Abdul Rivai mungkin namanya tidak setenar Tirto Adhi Suryo atau Mas Marco Kartodikromo. Padahal sepak terjang tokoh ini memiliki arti penting di masa-masa awal pergerakan rakyat Indonesia menentang kolonialisme.

Dirinya lahir di Palembayan, Bengkulu, pada 13 Agustus 1871. Ayahnya Abdul Karim adalah seorang guru di sekolah Melayu. Sedangkan ibunya adalah keturunan raja-raja di Muko-Muko, Bengkulu.

Rivai tumbuh di alam politik etis. Pada tahun 1894, dirinya berhasil menamatkan studi di sekolah dokter Jawa (STOVIA). Setamat di STOVIA, Abdul Rivai pernah bekerja di Medan, Sumatra Utara.

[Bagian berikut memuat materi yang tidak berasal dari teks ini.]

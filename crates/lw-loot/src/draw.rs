use serde::{Deserialize, Serialize};

use crate::table::{DocumentKind, EntryPayload, TableEntry};

/// What kind of entry produced a draw.
#[derive(Debug, Clone, PartialEq, Eq, Serialize, Deserialize)]
#[serde(tag = "type", rename_all = "snake_case")]
pub enum DrawResultKind {
    /// Free text.
    Text,
    /// A world document.
    Document {
        /// Document kind.
        kind: DocumentKind,
        /// Document id.
        id: String,
    },
    /// A catalog entry.
    Compendium {
        /// Catalog id.
        collection: String,
        /// Entry id.
        id: String,
    },
}

/// A single entry drawn from a table.
#[derive(Debug, Clone, PartialEq, Serialize, Deserialize)]
pub struct DrawResult {
    /// Entry text or document name.
    pub text: String,
    /// Image carried over from the entry.
    #[serde(default, skip_serializing_if = "Option::is_none")]
    pub img: Option<String>,
    /// Payload kind.
    #[serde(flatten)]
    pub kind: DrawResultKind,
    /// Id of the table the entry came from.
    pub table: String,
    /// Nesting depth of that table in the current roll.
    pub depth: usize,
}

impl DrawResult {
    /// Build a result from a table entry.
    pub fn from_entry(table: &str, entry: &TableEntry, depth: usize) -> Self {
        let kind = match &entry.payload {
            EntryPayload::Text { .. } => DrawResultKind::Text,
            EntryPayload::Document { kind, id, .. } => DrawResultKind::Document {
                kind: *kind,
                id: id.clone(),
            },
            EntryPayload::Compendium { collection, id, .. } => DrawResultKind::Compendium {
                collection: collection.clone(),
                id: id.clone(),
            },
        };
        Self {
            text: entry.payload.text().to_string(),
            img: entry.img.clone(),
            kind,
            table: table.to_string(),
            depth,
        }
    }

    /// A text result not tied to any table.
    pub fn text(text: impl Into<String>) -> Self {
        Self {
            text: text.into(),
            img: None,
            kind: DrawResultKind::Text,
            table: String::new(),
            depth: 0,
        }
    }
}
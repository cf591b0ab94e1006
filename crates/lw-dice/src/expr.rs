//! Dice formula syntax tree, recursive-descent parser, and evaluator.
//!
//! Grammar:
//!
//! ```text
//! expr    := term (('+' | '-') term)*
//! term    := unary (('*' | '/') unary)*
//! unary   := '-' unary | primary
//! primary := NUMBER | NdM | @path | IDENT '(' expr (',' expr)* ')' | '(' expr ')'
//! ```

use std::fmt;
use std::ops::Range;

use rand::rngs::StdRng;

use lw_core::FormulaContext;
use lw_core::metadata::lookup_path;

use crate::die::{Die, DieResult};
use crate::error::{DiceError, DiceResult};
use crate::lexer::{Token, lex};

/// Upper bound on dice thrown by a single `NdM` term.
pub const MAX_DICE: u64 = 10_000;

/// A binary operator.
#[derive(Debug, Clone, Copy, PartialEq, Eq)]
pub enum BinOp {
    /// Addition.
    Add,
    /// Subtraction.
    Sub,
    /// Multiplication.
    Mul,
    /// Division.
    Div,
}

impl fmt::Display for BinOp {
    fn fmt(&self, f: &mut fmt::Formatter<'_>) -> fmt::Result {
        match self {
            Self::Add => write!(f, "+"),
            Self::Sub => write!(f, "-"),
            Self::Mul => write!(f, "*"),
            Self::Div => write!(f, "/"),
        }
    }
}

/// A supported function call.
#[derive(Debug, Clone, Copy, PartialEq, Eq)]
pub enum Function {
    /// Round down.
    Floor,
    /// Round up.
    Ceil,
    /// Round to nearest.
    Round,
    /// Absolute value.
    Abs,
    /// Smallest argument.
    Min,
    /// Largest argument.
    Max,
}

impl Function {
    fn parse(name: &str) -> Option<Self> {
        match name {
            "floor" => Some(Self::Floor),
            "ceil" => Some(Self::Ceil),
            "round" => Some(Self::Round),
            "abs" => Some(Self::Abs),
            "min" => Some(Self::Min),
            "max" => Some(Self::Max),
            _ => None,
        }
    }

    fn name(self) -> &'static str {
        match self {
            Self::Floor => "floor",
            Self::Ceil => "ceil",
            Self::Round => "round",
            Self::Abs => "abs",
            Self::Min => "min",
            Self::Max => "max",
        }
    }

    /// Exact argument count, or `None` for variadic functions.
    fn arity(self) -> Option<usize> {
        match self {
            Self::Floor | Self::Ceil | Self::Round | Self::Abs => Some(1),
            Self::Min | Self::Max => None,
        }
    }
}

/// A parsed dice formula.
#[derive(Debug, Clone, PartialEq)]
pub enum Expr {
    /// A numeric literal.
    Number(f64),
    /// `count` dice of one type.
    Dice {
        /// Number of dice.
        count: u64,
        /// The die to roll.
        die: Die,
    },
    /// A reference into the formula context.
    Reference(String),
    /// Unary negation.
    Neg(Box<Expr>),
    /// A binary operation.
    Binary {
        /// Operator.
        op: BinOp,
        /// Left operand.
        lhs: Box<Expr>,
        /// Right operand.
        rhs: Box<Expr>,
    },
    /// A function call.
    Call {
        /// Function.
        function: Function,
        /// Arguments.
        args: Vec<Expr>,
    },
}

impl Expr {
    /// Evaluate the expression, rolling dice with `rng` and resolving
    /// references against `context`. Every die thrown is appended to `rolls`.
    ///
    /// Missing references evaluate to 0.
    pub fn evaluate(
        &self,
        rng: &mut StdRng,
        context: &FormulaContext,
        rolls: &mut Vec<DieResult>,
    ) -> DiceResult<f64> {
        match self {
            Self::Number(n) => Ok(*n),
            Self::Dice { count, die } => {
                let mut total = 0u64;
                for _ in 0..*count {
                    let result = die.roll(rng);
                    total += u64::from(result.value);
                    rolls.push(result);
                }
                Ok(total as f64)
            }
            Self::Reference(path) => match lookup_path(context, path).and_then(|v| v.as_f64()) {
                Some(value) => Ok(value),
                None => {
                    tracing::debug!("formula reference @{path} not found, using 0");
                    Ok(0.0)
                }
            },
            Self::Neg(inner) => Ok(-inner.evaluate(rng, context, rolls)?),
            Self::Binary { op, lhs, rhs } => {
                let l = lhs.evaluate(rng, context, rolls)?;
                let r = rhs.evaluate(rng, context, rolls)?;
                match op {
                    BinOp::Add => Ok(l + r),
                    BinOp::Sub => Ok(l - r),
                    BinOp::Mul => Ok(l * r),
                    BinOp::Div if r == 0.0 => Err(DiceError::DivisionByZero),
                    BinOp::Div => Ok(l / r),
                }
            }
            Self::Call { function, args } => {
                let values = args
                    .iter()
                    .map(|a| a.evaluate(rng, context, rolls))
                    .collect::<DiceResult<Vec<f64>>>()?;
                let first = values.first().copied().unwrap_or(0.0);
                Ok(match function {
                    Function::Floor => first.floor(),
                    Function::Ceil => first.ceil(),
                    Function::Round => first.round(),
                    Function::Abs => first.abs(),
                    Function::Min => values.into_iter().fold(f64::INFINITY, f64::min),
                    Function::Max => values.into_iter().fold(f64::NEG_INFINITY, f64::max),
                })
            }
        }
    }
}

impl fmt::Display for Expr {
    fn fmt(&self, f: &mut fmt::Formatter<'_>) -> fmt::Result {
        match self {
            Self::Number(n) => write!(f, "{n}"),
            Self::Dice { count, die } => write!(f, "{count}{die}"),
            Self::Reference(path) => write!(f, "@{path}"),
            Self::Neg(inner) => write!(f, "-{inner}"),
            Self::Binary { op, lhs, rhs } => write!(f, "({lhs} {op} {rhs})"),
            Self::Call { function, args } => {
                let parts: Vec<String> = args.iter().map(|a| a.to_string()).collect();
                write!(f, "{}({})", function.name(), parts.join(", "))
            }
        }
    }
}

/// Parse a formula into an expression tree.
pub fn parse(source: &str) -> DiceResult<Expr> {
    if source.trim().is_empty() {
        return Err(DiceError::Empty);
    }
    let tokens = lex(source)?;
    let mut parser = Parser { tokens, pos: 0 };
    let expr = parser.expr()?;
    if let Some((token, span)) = parser.tokens.get(parser.pos) {
        return Err(DiceError::UnexpectedToken {
            position: span.start,
            found: token.to_string(),
            expected: "operator or end of formula",
        });
    }
    Ok(expr)
}

struct Parser {
    tokens: Vec<(Token, Range<usize>)>,
    pos: usize,
}

impl Parser {
    fn peek(&self) -> Option<&Token> {
        self.tokens.get(self.pos).map(|(t, _)| t)
    }

    fn advance(&mut self) -> Option<(Token, Range<usize>)> {
        let next = self.tokens.get(self.pos).cloned();
        if next.is_some() {
            self.pos += 1;
        }
        next
    }

    fn expect(&mut self, wanted: Token, expected: &'static str) -> DiceResult<()> {
        match self.advance() {
            Some((token, _)) if token == wanted => Ok(()),
            Some((token, span)) => Err(DiceError::UnexpectedToken {
                position: span.start,
                found: token.to_string(),
                expected,
            }),
            None => Err(DiceError::UnexpectedEnd(expected)),
        }
    }

    fn expr(&mut self) -> DiceResult<Expr> {
        let mut lhs = self.term()?;
        loop {
            let op = match self.peek() {
                Some(Token::Plus) => BinOp::Add,
                Some(Token::Minus) => BinOp::Sub,
                _ => return Ok(lhs),
            };
            self.pos += 1;
            let rhs = self.term()?;
            lhs = Expr::Binary {
                op,
                lhs: Box::new(lhs),
                rhs: Box::new(rhs),
            };
        }
    }

    fn term(&mut self) -> DiceResult<Expr> {
        let mut lhs = self.unary()?;
        loop {
            let op = match self.peek() {
                Some(Token::Star) => BinOp::Mul,
                Some(Token::Slash) => BinOp::Div,
                _ => return Ok(lhs),
            };
            self.pos += 1;
            let rhs = self.unary()?;
            lhs = Expr::Binary {
                op,
                lhs: Box::new(lhs),
                rhs: Box::new(rhs),
            };
        }
    }

    fn unary(&mut self) -> DiceResult<Expr> {
        if self.peek() == Some(&Token::Minus) {
            self.pos += 1;
            return Ok(Expr::Neg(Box::new(self.unary()?)));
        }
        if self.peek() == Some(&Token::Plus) {
            self.pos += 1;
        }
        self.primary()
    }

    fn primary(&mut self) -> DiceResult<Expr> {
        let Some((token, span)) = self.advance() else {
            return Err(DiceError::UnexpectedEnd("a number, dice, or '('"));
        };

        match token {
            Token::Number(n) => Ok(Expr::Number(n)),
            Token::Dice { count, sides } => {
                if count > MAX_DICE {
                    return Err(DiceError::TooManyDice(count));
                }
                let die = u32::try_from(sides)
                    .ok()
                    .and_then(Die::with_sides)
                    .ok_or_else(|| DiceError::InvalidDie(format!("{count}d{sides}")))?;
                Ok(Expr::Dice { count, die })
            }
            Token::Reference(path) => Ok(Expr::Reference(path)),
            Token::LParen => {
                let inner = self.expr()?;
                self.expect(Token::RParen, "')'")?;
                Ok(inner)
            }
            Token::Ident(name) => {
                let function =
                    Function::parse(&name).ok_or_else(|| DiceError::UnknownFunction(name.clone()))?;
                self.expect(Token::LParen, "'(' after function name")?;
                let mut args = vec![self.expr()?];
                while self.peek() == Some(&Token::Comma) {
                    self.pos += 1;
                    args.push(self.expr()?);
                }
                self.expect(Token::RParen, "')'")?;
                match function.arity() {
                    Some(expected) if expected != args.len() => Err(DiceError::Arity {
                        name,
                        expected,
                        got: args.len(),
                    }),
                    _ => Ok(Expr::Call { function, args }),
                }
            }
            other => Err(DiceError::UnexpectedToken {
                position: span.start,
                found: other.to_string(),
                expected: "a number, dice, or '('",
            }),
        }
    }
}
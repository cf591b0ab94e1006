//! Tokenizer for dice formulas.

use std::fmt;
use std::ops::Range;

use logos::Logos;

use crate::error::{DiceError, DiceResult};

/// Token type for dice formulas.
#[derive(Debug, Clone, PartialEq)]
pub enum Token {
    /// Numeric literal.
    Number(f64),
    /// A dice term `NdM`. A missing count means one die.
    Dice {
        /// Number of dice.
        count: u64,
        /// Sides per die.
        sides: u64,
    },
    /// A data reference `@path.to.value` (without the `@`).
    Reference(String),
    /// A bare identifier (function name).
    Ident(String),
    /// `+`
    Plus,
    /// `-`
    Minus,
    /// `*`
    Star,
    /// `/`
    Slash,
    /// `(`
    LParen,
    /// `)`
    RParen,
    /// `,`
    Comma,
}

impl fmt::Display for Token {
    fn fmt(&self, f: &mut fmt::Formatter<'_>) -> fmt::Result {
        match self {
            Token::Number(n) => write!(f, "{n}"),
            Token::Dice { count, sides } => write!(f, "{count}d{sides}"),
            Token::Reference(path) => write!(f, "@{path}"),
            Token::Ident(name) => write!(f, "{name}"),
            Token::Plus => write!(f, "+"),
            Token::Minus => write!(f, "-"),
            Token::Star => write!(f, "*"),
            Token::Slash => write!(f, "/"),
            Token::LParen => write!(f, "("),
            Token::RParen => write!(f, ")"),
            Token::Comma => write!(f, ","),
        }
    }
}

/// Raw logos token, borrowing from the source. Converted to `Token` after lexing.
#[derive(Logos, Debug)]
#[logos(skip r"[ \t\r\n]+")]
enum RawToken {
    #[regex(r"[0-9]*[dD][0-9]+")]
    Dice,

    #[regex(r"[0-9]+(\.[0-9]+)?")]
    Number,

    #[regex(r"@[a-zA-Z_][a-zA-Z0-9_.]*")]
    Reference,

    #[regex(r"[a-zA-Z_]+")]
    Ident,

    #[token("+")]
    Plus,

    #[token("-")]
    Minus,

    #[token("*")]
    Star,

    #[token("/")]
    Slash,

    #[token("(")]
    LParen,

    #[token(")")]
    RParen,

    #[token(",")]
    Comma,
}

/// Lex a formula into `(Token, Span)` pairs.
///
/// Stops at the first character that cannot start a token.
pub fn lex(source: &str) -> DiceResult<Vec<(Token, Range<usize>)>> {
    let mut tokens = Vec::new();
    let mut lexer = RawToken::lexer(source);

    while let Some(result) = lexer.next() {
        let span = lexer.span();
        let slice = lexer.slice();
        let Ok(raw) = result else {
            return Err(DiceError::Lex {
                position: span.start,
                text: slice.to_string(),
            });
        };

        let token = match raw {
            RawToken::Dice => parse_dice(slice)?,
            RawToken::Number => Token::Number(slice.parse().map_err(|_| DiceError::Lex {
                position: span.start,
                text: slice.to_string(),
            })?),
            RawToken::Reference => {
                Token::Reference(slice[1..].trim_end_matches('.').to_string())
            }
            RawToken::Ident => Token::Ident(slice.to_lowercase()),
            RawToken::Plus => Token::Plus,
            RawToken::Minus => Token::Minus,
            RawToken::Star => Token::Star,
            RawToken::Slash => Token::Slash,
            RawToken::LParen => Token::LParen,
            RawToken::RParen => Token::RParen,
            RawToken::Comma => Token::Comma,
        };
        tokens.push((token, span));
    }

    Ok(tokens)
}

/// Split `NdM` into count and sides.
fn parse_dice(slice: &str) -> DiceResult<Token> {
    let lower = slice.to_lowercase();
    let (count, sides) = lower
        .split_once('d')
        .ok_or_else(|| DiceError::InvalidDie(slice.to_string()))?;
    let count = if count.is_empty() {
        1
    } else {
        count
            .parse()
            .map_err(|_| DiceError::InvalidDie(slice.to_string()))?
    };
    let sides = sides
        .parse()
        .map_err(|_| DiceError::InvalidDie(slice.to_string()))?;
    Ok(Token::Dice { count, sides })
}
//! Random rarity and price for documents folded into loot.

use lw_core::Rarity;

/// A rarity band with its price range in gold.
#[derive(Debug, Clone, Copy, PartialEq)]
pub struct RarityTier {
    /// The rarity.
    pub rarity: Rarity,
    /// Lowest price.
    pub min_price: u32,
    /// Highest price.
    pub max_price: u32,
    /// Highest d100 roll that lands in this band.
    pub cumulative: u32,
}

impl RarityTier {
    /// Dice formula for a price in `[min_price, max_price]`.
    pub fn price_formula(&self) -> String {
        format!(
            "{} + 1d{} - 1",
            self.min_price,
            self.max_price - self.min_price + 1
        )
    }
}

/// Rarity bands in ascending cumulative order.
pub static RARITY_TIERS: [RarityTier; 5] = [
    RarityTier {
        rarity: Rarity::Common,
        min_price: 50,
        max_price: 100,
        cumulative: 50,
    },
    RarityTier {
        rarity: Rarity::Uncommon,
        min_price: 101,
        max_price: 500,
        cumulative: 80,
    },
    RarityTier {
        rarity: Rarity::Rare,
        min_price: 501,
        max_price: 5_000,
        cumulative: 95,
    },
    RarityTier {
        rarity: Rarity::VeryRare,
        min_price: 5_001,
        max_price: 50_000,
        cumulative: 99,
    },
    RarityTier {
        rarity: Rarity::Legendary,
        min_price: 50_001,
        max_price: 100_000,
        cumulative: 100,
    },
];

/// The first tier whose cumulative percentile is at least `roll` (1-100).
pub fn get_random_rarity(roll: u32) -> &'static RarityTier {
    RARITY_TIERS
        .iter()
        .find(|tier| tier.cumulative >= roll)
        .unwrap_or(&RARITY_TIERS[RARITY_TIERS.len() - 1])
}

/// Rarity of a spell scroll by spell level.
pub fn scroll_rarity(level: u32) -> Rarity {
    match level {
        0 | 1 => Rarity::Common,
        2 | 3 => Rarity::Uncommon,
        4 | 5 => Rarity::Rare,
        6..=8 => Rarity::VeryRare,
        _ => Rarity::Legendary,
    }
}
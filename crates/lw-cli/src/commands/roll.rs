use std::path::Path;

use comfy_table::{ContentArrangement, Table};
use lw_core::{FormulaContext, Notices};
use lw_loot::{DrawResultKind, LootGenerator, RollOptions};

use crate::campaign::Campaign;

pub fn run(campaign: &Path, table: &str, times: u32, seed: Option<u64>) -> Result<(), String> {
    let campaign = Campaign::load(campaign)?;
    let mut generator = LootGenerator::new(
        campaign.config.loot,
        campaign.tables,
        campaign.catalogs,
        super::roller(seed),
    )
    .map_err(|e| e.to_string())?;

    let mut notices = Notices::new();
    let draws = generator
        .roll_table(
            table,
            RollOptions::default().with_total(times),
            &FormulaContext::new(),
            &mut notices,
        )
        .map_err(|e| e.to_string())?;
    super::print_notice_summary(&notices);

    if draws.is_empty() {
        println!("  Nothing drawn.");
        return Ok(());
    }

    let mut out = Table::new();
    out.set_content_arrangement(ContentArrangement::Dynamic);
    out.set_header(vec!["Result", "Kind", "Table", "Depth"]);
    for draw in &draws {
        let kind = match &draw.kind {
            DrawResultKind::Text => "text".to_string(),
            DrawResultKind::Document { kind, .. } => format!("{kind:?}").to_lowercase(),
            DrawResultKind::Compendium { collection, .. } => format!("compendium ({collection})"),
        };
        out.add_row(vec![
            draw.text.clone(),
            kind,
            draw.table.clone(),
            draw.depth.to_string(),
        ]);
    }

    println!("{out}");
    println!();
    println!("  {} result{}", draws.len(), if draws.len() == 1 { "" } else { "s" });

    Ok(())
}
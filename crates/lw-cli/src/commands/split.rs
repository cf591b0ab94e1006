use std::path::Path;

use colored::Colorize;
use lw_trade::TradeHelper;

use crate::campaign::{Campaign, actor_id};

pub fn run(
    campaign_path: &Path,
    pile: &str,
    observers: &[String],
    take: bool,
    outputs: super::Outputs<'_>,
) -> Result<(), String> {
    let mut campaign = Campaign::load(campaign_path)?;
    let mut store = campaign.store()?;
    let pile_id = actor_id(&store, pile)?;
    let observer_ids = observers
        .iter()
        .map(|name| actor_id(&store, name))
        .collect::<Result<Vec<_>, _>>()?;

    let mut helper = TradeHelper::new(campaign.config.trade.clone()).map_err(|e| e.to_string())?;

    if take {
        let [looter] = observer_ids.as_slice() else {
            return Err("--take needs exactly one looter".to_string());
        };
        let coins = helper
            .loot_currency(&mut store, pile_id, *looter)
            .map_err(|e| e.to_string())?;
        println!("  {} {coins} from {pile}", "Looted".green().bold());
    } else {
        let split = helper
            .distribute_coins(&mut store, pile_id, &observer_ids)
            .map_err(|e| e.to_string())?;
        println!(
            "  {} {} each to {} observer(s)",
            "Shared".green().bold(),
            split.share,
            split.recipients
        );
        println!("    left on {pile}: {}", split.remainder);
    }

    campaign.absorb(&store);
    super::save_if_requested(&campaign, outputs.campaign)?;
    super::write_log(helper.log(), outputs.log)
}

Pengkaji geopolitik Global Future Institute, Hendrajit menyebutkan ketika belajar di STOVIA maupun setelah lulus jadi dokter, putra asli Minangkabau ini belum memahami akar yang menyebabkan terjadi kontradiksi sosial dan diskriminasi rasial.

Wabah Penyakit yang Lahirkan Kebangkitan Nasional di Hindia Belanda

“Waktu itu sebagai pemuda yang dasarnya ambisius, Rivai memandang gelar kesarjanaan dari Eropa merupakan sarana kemajuan profesional dan sosial sehingga memungkinkan naik dari status rakyat kolonial menjadi warga Belanda,” ucapnya dalam Tragedi Dokter Abdul Rivai Sosok Anomali di Era Politik Etis Belanda.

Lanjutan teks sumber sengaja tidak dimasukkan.